Within the installation, the artist constructs an atmosphere of sensory overload—mirrors, strobes, and reflective surfaces multiply motion into infinity. Dressed in sculptural costume and illuminated by shifting chromatic light, Haiiileen performs within a field of prismatic reflections, merging herself with the architecture of sound and vibration.
The performance explores how color frequencies and sonic rhythms can shape emotion, perception, and collective energy. The result is a living, breathing light sculpture that reinterprets the “disco” not as entertainment, but as a study of energetic transformation and human resonance.
Conceptual Framework
- Explores the relationship between light, vibration, and rhythm as emotional frequencies.
- Reimagines disco culture as ritualistic and meditative performance art, beyond nightlife aesthetics.
- Bridges synesthesia, optical phenomena, and movement theory through real-time performance.
- Integrates fashion, choreography, and immersive lighting to create a sensory unity of sight and sound.
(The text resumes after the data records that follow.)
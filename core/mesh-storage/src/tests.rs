use std::sync::atomic::{AtomicUsize, Ordering};
use std::sync::Arc;

use pretty_assertions::assert_eq;

use mesh_types::{FetchCRDT, FetchQuery, FetchRequest, FetchResponse, RequestEnvelope, Status};
use parking_lot::Mutex;

use crate::client::{RawChannel, StorageClient};
use crate::response::GetEvent;

struct RecordingChannel {
    sent: Mutex<Vec<RequestEnvelope>>,
}

impl RecordingChannel {
    fn new() -> Self {
        Self { sent: Mutex::new(Vec::new()) }
    }
}

impl RawChannel for RecordingChannel {
    fn send(&self, _msg_id: &mesh_types::MsgId, envelope: RequestEnvelope) {
        self.sent.lock().push(envelope);
    }
}

fn sample_fetch_response(seq: u16, end_seq: u16) -> FetchResponse {
    FetchResponse {
        status: Status::Result,
        result: Default::default(),
        crdt_result: Default::default(),
        seq,
        end_seq,
        row_count: 1,
        error: String::new(),
    }
}

#[test]
fn fetch_assigns_a_msg_id_when_the_request_has_none() {
    let transport = Arc::new(RecordingChannel::new());
    let client = StorageClient::new(transport.clone());

    let request = FetchRequest { query: FetchQuery::default(), crdt: FetchCRDT::default() };
    let response = client.fetch(request);

    assert!(!response.get_msg_id().is_empty());
    let sent = transport.sent.lock();
    match &sent[0] {
        RequestEnvelope::FetchRequest(r) => assert_eq!(&r.crdt.msg_id, &response.get_msg_id().0),
        _ => panic!("expected a FetchRequest"),
    }
}

#[tokio::test]
async fn on_reply_fires_for_every_streamed_chunk() {
    let transport = Arc::new(RecordingChannel::new());
    let client = StorageClient::new(transport);

    let request = FetchRequest { query: FetchQuery::default(), crdt: FetchCRDT::default() };
    let response = client.fetch(request);
    let msg_id = response.get_msg_id().clone();

    let seen = Arc::new(AtomicUsize::new(0));
    let seen_clone = seen.clone();
    response.on_reply(move |_r: &FetchResponse| {
        seen_clone.fetch_add(1, Ordering::SeqCst);
    });

    client.on_envelope(&msg_id, RequestEnvelope::FetchResponse(sample_fetch_response(0, 1)));
    client.on_envelope(&msg_id, RequestEnvelope::FetchResponse(sample_fetch_response(1, 1)));

    // deliver_reply dispatches onReply on the next tick (§5), not inline.
    tokio::task::yield_now().await;
    tokio::task::yield_now().await;

    assert_eq!(seen.load(Ordering::SeqCst), 2);
}

#[tokio::test]
async fn once_any_resolves_with_the_next_reply() {
    let transport = Arc::new(RecordingChannel::new());
    let client = Arc::new(StorageClient::new(transport));

    let request = FetchRequest { query: FetchQuery::default(), crdt: FetchCRDT::default() };
    let response = client.fetch(request);
    let msg_id = response.get_msg_id().clone();

    let client_clone = client.clone();
    let waiter = tokio::spawn(async move { response.once_any().await });

    tokio::task::yield_now().await;
    client_clone.on_envelope(&msg_id, RequestEnvelope::FetchResponse(sample_fetch_response(0, 0)));

    match waiter.await.unwrap() {
        GetEvent::Reply(r) => assert_eq!(r.seq, 0),
        other => panic!("expected Reply, got {other:?}"),
    }
}

#[test]
fn close_cancels_every_outstanding_call_exactly_once() {
    let transport = Arc::new(RecordingChannel::new());
    let client = StorageClient::new(transport);

    let a = client.fetch(FetchRequest { query: FetchQuery::default(), crdt: FetchCRDT::default() });
    let b = client.fetch(FetchRequest {
        query: FetchQuery::default(),
        crdt: FetchCRDT { msg_id: b"explicit".to_vec(), ..Default::default() },
    });

    let cancels = Arc::new(AtomicUsize::new(0));
    let c1 = cancels.clone();
    let c2 = cancels.clone();
    a.on_cancel(move || {
        c1.fetch_add(1, Ordering::SeqCst);
    });
    b.on_cancel(move || {
        c2.fetch_add(1, Ordering::SeqCst);
    });

    client.close();
    client.close();

    assert_eq!(cancels.load(Ordering::SeqCst), 2);
    assert!(client.is_closed());
}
- The title Disco refers not simply to the music genre but to the cultural phenomenon of the disco as a space of release, identity, and collective rhythm. Here, Haiiileen abstracts disco’s language — beats, lights, ecstatic repetition — into a minimalist, embodied performance.
- The work explores synesthesia and psycho-social resonance, using light and sound to guide the body into states of transformation. As in meki and Acid Trees, the artist’s body functions as both medium and transmitter, channeling vibrations into gesture.
Archival Significance
- Part of Haiiileen’s foundational Study of Sound and Movement series (2016).
- Marks the artist’s early use of mirrored and reflective materials that later appear in LightScapes and Rainbow Castle.
- Represents the fusion of nightclub culture, spiritual frequency, and art installation.
- Serves as a key early performance exploring color-sound translation and immersive motion environments.